1. Des producteurs et des chaînes peu incités à innover

Sur l'incapacité des uns et des autres à innover, notamment dans la fiction, chacun se renvoie la balle régulièrement.

Selon les producteurs, et en forçant à peine le trait, les chaînes ont vécu sur une rente de situation grâce à leur fréquence hertzienne et à la faible concurrence et sont incapables d'avoir de l'audace dans leurs commandes, car elles seraient crispées sur les téléspectateurs qui leur restent.

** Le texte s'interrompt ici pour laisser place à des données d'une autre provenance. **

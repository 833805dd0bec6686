use chrono::{DateTime, Utc};
use rust_decimal::Decimal;
use sea_orm::entity::prelude::*;
use serde::{Deserialize, Serialize};
use uuid::Uuid;

/// Discount code. Codes are stored uppercase and matched
/// case-insensitively at the service layer.
#[derive(Clone, Debug, PartialEq, Eq, DeriveEntityModel, Serialize, Deserialize)]
#[sea_orm(table_name = "coupons")]
pub struct Model {
    #[sea_orm(primary_key, auto_increment = false)]
    pub id: Uuid,
    #[sea_orm(unique)]
    pub code: String,
    pub discount_type: DiscountType,
    /// Percentage: percent of the order amount (10 = 10%).
    /// Fixed: discount in minor units.
    #[sea_orm(column_type = "Decimal(Some((16, 4)))")]
    pub value: Decimal,
    #[sea_orm(nullable)]
    pub max_discount: Option<i64>,
    #[sea_orm(nullable)]
    pub min_order_amount: Option<i64>,
    /// Restricts the coupon to one store when set
    #[sea_orm(nullable)]
    pub store_id: Option<Uuid>,
    /// 0 = unlimited
    pub usage_limit: i32,
    pub used_count: i32,
    #[sea_orm(nullable)]
    pub starts_at: Option<DateTime<Utc>>,
    #[sea_orm(nullable)]
    pub expires_at: Option<DateTime<Utc>>,
    pub is_active: bool,
    pub created_at: DateTime<Utc>,
    pub updated_at: DateTime<Utc>,
}

#[derive(Copy, Clone, Debug, EnumIter, DeriveRelation)]
pub enum Relation {
    #[sea_orm(has_many = "super::coupon_usage::Entity")]
    Usages,
}

impl Related<super::coupon_usage::Entity> for Entity {
    fn to() -> RelationDef {
        Relation::Usages.def()
    }
}

impl ActiveModelBehavior for ActiveModel {}

#[derive(Debug, Clone, Copy, PartialEq, Eq, Serialize, Deserialize, EnumIter, DeriveActiveEnum)]
#[sea_orm(rs_type = "String", db_type = "String(StringLen::N(20))")]
#[serde(rename_all = "snake_case")]
pub enum DiscountType {
    #[sea_orm(string_value = "percentage")]
    Percentage,
    #[sea_orm(string_value = "fixed")]
    Fixed,
}
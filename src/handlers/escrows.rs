use crate::{entities::EscrowLedgerModel, ApiResponse, ApiResult, AppState};
use axum::{
    extract::{Path, State},
    routing::{get, post},
    Json, Router,
};
use serde::Deserialize;
use uuid::Uuid;

pub fn routes() -> Router<AppState> {
    Router::new()
        .route("/:id", get(get_escrow))
        .route("/:id/release", post(release))
        .route("/:id/refund", post(refund))
        .route("/:id/dispute", post(dispute))
}

#[derive(Debug, Deserialize)]
pub struct ReasonBody {
    pub reason: Option<String>,
}

#[derive(Debug, Deserialize)]
pub struct DisputeBody {
    pub dispute_id: Uuid,
}

async fn get_escrow(
    State(state): State<AppState>,
    Path(id): Path<Uuid>,
) -> ApiResult<EscrowLedgerModel> {
    Ok(Json(ApiResponse::success(state.escrow_service.get(id).await?)))
}

async fn release(
    State(state): State<AppState>,
    Path(id): Path<Uuid>,
    Json(body): Json<ReasonBody>,
) -> ApiResult<EscrowLedgerModel> {
    let reason = body.reason.as_deref().unwrap_or("delivery confirmed");
    let ledger = state.escrow_service.release(id, reason).await?;
    Ok(Json(ApiResponse::success(ledger)))
}

async fn refund(
    State(state): State<AppState>,
    Path(id): Path<Uuid>,
    Json(body): Json<ReasonBody>,
) -> ApiResult<EscrowLedgerModel> {
    let reason = body.reason.as_deref().unwrap_or("order cancelled");
    let ledger = state.escrow_service.refund(id, reason).await?;
    Ok(Json(ApiResponse::success(ledger)))
}

async fn dispute(
    State(state): State<AppState>,
    Path(id): Path<Uuid>,
    Json(body): Json<DisputeBody>,
) -> ApiResult<EscrowLedgerModel> {
    let ledger = state
        .escrow_service
        .attach_dispute(id, body.dispute_id)
        .await?;
    Ok(Json(ApiResponse::success(ledger)))
}
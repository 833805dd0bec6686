use axum::{
    http::StatusCode,
    response::{IntoResponse, Response},
    Json,
};
use serde::{Deserialize, Serialize};

/// Standard error body returned by every handler.
#[derive(Debug, Serialize, Deserialize)]
pub struct ErrorResponse {
    /// HTTP status category (e.g. "Not Found", "Conflict")
    pub error: String,
    /// Human-readable error description
    pub message: String,
    /// Accumulated detail lines (validation reasons, unavailable items)
    #[serde(skip_serializing_if = "Option::is_none")]
    pub details: Option<Vec<String>>,
    /// ISO 8601 timestamp when the error occurred
    pub timestamp: String,
}

#[derive(Debug, thiserror::Error)]
pub enum ServiceError {
    #[error("Database error: {0}")]
    Database(#[from] sea_orm::error::DbErr),

    #[error("Not found: {0}")]
    NotFound(String),

    #[error("Validation error: {0}")]
    Validation(String),

    /// Checkout validation collects every failing item so the caller can
    /// fix the whole cart in one resubmission.
    #[error("Cart validation failed: {}", .0.join("; "))]
    CartValidationFailed(Vec<String>),

    #[error("Conflict: {0}")]
    Conflict(String),

    #[error("Insufficient stock: {0}")]
    InsufficientStock(String),

    #[error("Insufficient funds: {0}")]
    InsufficientFunds(String),

    #[error("External service error: {0}")]
    ExternalService(String),

    /// A money-balance invariant would be broken. This is a bug, never a
    /// user error; the operation aborts without partial mutation.
    #[error("Invariant violation: {0}")]
    InvariantViolation(String),

    #[error("Invalid operation: {0}")]
    InvalidOperation(String),

    #[error("Other error: {0}")]
    Other(#[from] anyhow::Error),
}

impl From<validator::ValidationErrors> for ServiceError {
    fn from(err: validator::ValidationErrors) -> Self {
        ServiceError::Validation(err.to_string())
    }
}

impl ServiceError {
    /// Single source of truth for error-to-status mapping.
    pub fn status_code(&self) -> StatusCode {
        match self {
            Self::Database(_) | Self::Other(_) | Self::InvariantViolation(_) => {
                StatusCode::INTERNAL_SERVER_ERROR
            }
            Self::NotFound(_) => StatusCode::NOT_FOUND,
            Self::Validation(_) | Self::InvalidOperation(_) => StatusCode::BAD_REQUEST,
            Self::CartValidationFailed(_) | Self::InsufficientStock(_) => {
                StatusCode::UNPROCESSABLE_ENTITY
            }
            Self::Conflict(_) => StatusCode::CONFLICT,
            Self::InsufficientFunds(_) => StatusCode::PAYMENT_REQUIRED,
            Self::ExternalService(_) => StatusCode::BAD_GATEWAY,
        }
    }

    /// Message suitable for HTTP responses. Internal errors return a
    /// generic message so implementation details never leak.
    pub fn response_message(&self) -> String {
        match self {
            Self::Database(_) => "Database error".to_string(),
            Self::Other(_) | Self::InvariantViolation(_) => "Internal server error".to_string(),
            Self::CartValidationFailed(_) => "Cart validation failed".to_string(),
            _ => self.to_string(),
        }
    }

    /// Detail lines attached to the response body, where the variant
    /// carries per-item reasons.
    pub fn response_details(&self) -> Option<Vec<String>> {
        match self {
            Self::CartValidationFailed(reasons) => Some(reasons.clone()),
            _ => None,
        }
    }
}

impl IntoResponse for ServiceError {
    fn into_response(self) -> Response {
        let status = self.status_code();

        if status == StatusCode::INTERNAL_SERVER_ERROR {
            tracing::error!(error = %self, "request failed");
        }

        let err = ErrorResponse {
            error: status.canonical_reason().unwrap_or("Error").to_string(),
            message: self.response_message(),
            details: self.response_details(),
            timestamp: chrono::Utc::now().to_rfc3339(),
        };

        (status, Json(err)).into_response()
    }
}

En dépit de leur manque de créativité et de leur incompétence en matière artistique, elles interviennent beaucoup trop largement dans la fabrication des programmes, ce qui nuit à leur cohérence et à leur qualité.

Selon les responsables des chaînes, et là encore il n'est pas utile de les encourager dans cette voie pour qu'ils s'expriment, la capacité d'innovation des producteurs serait inversement proportionnelle à la garantie d'investissement des chaînes et l'éparpillement du secteur les rendrait incapables de proposer, et encore moins de financer, des projets d'une quelconque ambition.

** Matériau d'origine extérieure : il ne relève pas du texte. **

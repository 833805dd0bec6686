use crate::config::AppConfig;
use crate::entities::{coupon_usage, inventory_level};
use crate::errors::ServiceError;
use sea_orm::{
    sea_query::Index, ConnectOptions, ConnectionTrait, Database, DatabaseConnection, Schema,
};
use std::time::Duration;
use tracing::{debug, info};

/// Type alias for a database connection pool
pub type DbPool = DatabaseConnection;

/// Establishes a connection pool to the database.
pub async fn establish_connection(database_url: &str) -> Result<DbPool, ServiceError> {
    let mut opt = ConnectOptions::new(database_url.to_owned());
    opt.max_connections(10)
        .min_connections(1)
        .connect_timeout(Duration::from_secs(30))
        .sqlx_logging(false);

    debug!("connecting to database");
    Ok(Database::connect(opt).await?)
}

/// Establishes a connection pool using the application configuration.
pub async fn establish_connection_from_app_config(
    config: &AppConfig,
) -> Result<DbPool, ServiceError> {
    let mut opt = ConnectOptions::new(config.database_url.clone());
    opt.max_connections(config.db_max_connections)
        .min_connections(config.db_min_connections)
        .connect_timeout(Duration::from_secs(config.db_connect_timeout_secs))
        .sqlx_logging(!config.is_production());

    info!(
        max_connections = config.db_max_connections,
        "connecting to database"
    );
    Ok(Database::connect(opt).await?)
}

/// Creates any missing tables and indexes from the entity definitions.
/// Used on SQLite/development runs and by the test harness; production
/// schemas are managed by external migrations.
pub async fn ensure_schema(db: &DatabaseConnection) -> Result<(), ServiceError> {
    use crate::entities::{
        CommissionRecord, CommissionRule, Coupon, CouponUsage, EscrowLedger, InventoryLevel,
        Order, OrderItem, OutboxEvent, Product, ProductVariant, Vendor,
    };

    let backend = db.get_database_backend();
    let schema = Schema::new(backend);

    macro_rules! create_table {
        ($entity:expr) => {{
            let mut stmt = schema.create_table_from_entity($entity);
            stmt.if_not_exists();
            db.execute(backend.build(&stmt)).await?;
        }};
    }

    create_table!(Vendor);
    create_table!(Product);
    create_table!(ProductVariant);
    create_table!(InventoryLevel);
    create_table!(Order);
    create_table!(OrderItem);
    create_table!(EscrowLedger);
    create_table!(CommissionRule);
    create_table!(CommissionRecord);
    create_table!(Coupon);
    create_table!(CouponUsage);
    create_table!(OutboxEvent);

    // Constraints the entity derive cannot express. The coupon-usage
    // uniqueness is load-bearing: it closes the double-redemption race.
    let coupon_usage_unique = Index::create()
        .name("ux_coupon_usages_coupon_user")
        .table(CouponUsage)
        .col(coupon_usage::Column::CouponId)
        .col(coupon_usage::Column::UserId)
        .unique()
        .if_not_exists()
        .to_owned();
    db.execute(backend.build(&coupon_usage_unique)).await?;

    let inventory_unique = Index::create()
        .name("ux_inventory_levels_product_variant")
        .table(InventoryLevel)
        .col(inventory_level::Column::ProductId)
        .col(inventory_level::Column::VariantId)
        .unique()
        .if_not_exists()
        .to_owned();
    db.execute(backend.build(&inventory_unique)).await?;

    debug!("schema ensured");
    Ok(())
}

Votre rapporteur estime quant à lui qu'il serait inconséquent de penser que les uns et les autres sont responsables de la situation .

Le manque d'innovation de la télévision française ces dix dernières années est dû, selon lui, à des raisons systémiques, parmi lesquelles trouvent leur place des éléments réglementaires.

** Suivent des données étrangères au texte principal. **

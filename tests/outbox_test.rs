//! Transactional outbox: enqueue-with-commit, drain, delivery marking
//! and retry backoff.

mod common;

use common::TestApp;
use marketplace_checkout::{
    entities::{outbox_event::OutboxStatus, OutboxEvent},
    events::{outbox, Event, EventSender},
    gateways::LogNotifier,
};
use sea_orm::EntityTrait;
use tokio::sync::mpsc;
use uuid::Uuid;

fn sample_event() -> Event {
    Event::OrderCreated {
        order_id: Uuid::new_v4(),
        user_id: Uuid::new_v4(),
        vendor_id: Uuid::new_v4(),
        order_number: "ORD-TEST-1".into(),
        total: 5_000,
    }
}

#[tokio::test]
async fn drained_events_reach_the_bus_and_are_marked_delivered() {
    let app = TestApp::new().await;
    outbox::enqueue(&*app.state.db, "order", None, &sample_event())
        .await
        .unwrap();

    let (tx, mut rx) = mpsc::channel(8);
    let processed = outbox::drain_once(&app.state.db, &EventSender::new(tx), &LogNotifier, 50)
        .await
        .unwrap();
    assert_eq!(processed, 1);

    let received = rx.recv().await.expect("event on the bus");
    assert_eq!(received.kind(), "order_created");

    let row = OutboxEvent::find().one(&*app.state.db).await.unwrap().unwrap();
    assert_eq!(row.status, OutboxStatus::Delivered);
    assert!(row.processed_at.is_some());
}

#[tokio::test]
async fn failed_delivery_backs_off_and_stays_pending() {
    let app = TestApp::new().await;
    outbox::enqueue(&*app.state.db, "order", None, &sample_event())
        .await
        .unwrap();

    // receiver dropped: every send fails
    let (tx, rx) = mpsc::channel(1);
    drop(rx);
    let sender = EventSender::new(tx);

    let processed = outbox::drain_once(&app.state.db, &sender, &LogNotifier, 50)
        .await
        .unwrap();
    assert_eq!(processed, 1);

    let row = OutboxEvent::find().one(&*app.state.db).await.unwrap().unwrap();
    assert_eq!(row.status, OutboxStatus::Pending);
    assert_eq!(row.attempts, 1);
    assert!(row.error_message.is_some());

    // backed off into the future, so an immediate drain sees nothing
    let processed = outbox::drain_once(&app.state.db, &sender, &LogNotifier, 50)
        .await
        .unwrap();
    assert_eq!(processed, 0);
}

#[tokio::test]
async fn drain_handles_a_mixed_batch() {
    let app = TestApp::new().await;
    for _ in 0..3 {
        outbox::enqueue(&*app.state.db, "order", None, &sample_event())
            .await
            .unwrap();
    }
    outbox::enqueue(
        &*app.state.db,
        "escrow",
        None,
        &Event::EscrowReleased {
            escrow_id: Uuid::new_v4(),
            order_id: Uuid::new_v4(),
            amount: 100,
        },
    )
    .await
    .unwrap();

    let (tx, mut rx) = mpsc::channel(8);
    let processed = outbox::drain_once(&app.state.db, &EventSender::new(tx), &LogNotifier, 50)
        .await
        .unwrap();
    assert_eq!(processed, 4);

    let mut kinds = Vec::new();
    while let Ok(event) = rx.try_recv() {
        kinds.push(event.kind());
    }
    assert_eq!(kinds.len(), 4);
    assert_eq!(kinds.iter().filter(|k| **k == "order_created").count(), 3);
    assert_eq!(kinds.iter().filter(|k| **k == "escrow_released").count(), 1);
}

D'ailleurs, les auteurs français font régulièrement la preuve de leur talent, les télévisions ont régulièrement le courage de faire des choix industriels audacieux et les producteurs ont concocté des programmes merveilleux ces vingt dernières années.

Si ces succès ne sont pas davantage reproduits c'est parce que notre environnement économique et réglementaire ne les favorise pas.

2. Le cercle vicieux d'un partage inéquitable des recettes

Aujourd'hui en matière de production audiovisuelle, les chaînes financent en grande partie les oeuvres audiovisuelles (autour de 30 % pour les oeuvres d'animation, de 50 % pour les documentaires et de 80 % pour la fiction). Cet état de fait n'est pas spécifique à la France, mais peut aussi être constaté en Allemagne ou au Royaume-Uni, avec des investissements parfois même bien supérieurs (plus de 100 % pour la fiction par exemple).

La grande différence, c'est qu'en France, les diffuseurs n'acquièrent en échange de cet investissement que des droits de diffusion , essentiellement hertziens, sur une durée définie, sans protection à l'issue des droits (cette assertion étant à relativiser), sans capacité à les exploiter largement dans l'univers numérique, et avec un retour financier quasiment inexistant en cas de revente du programme en interne et à l'étranger.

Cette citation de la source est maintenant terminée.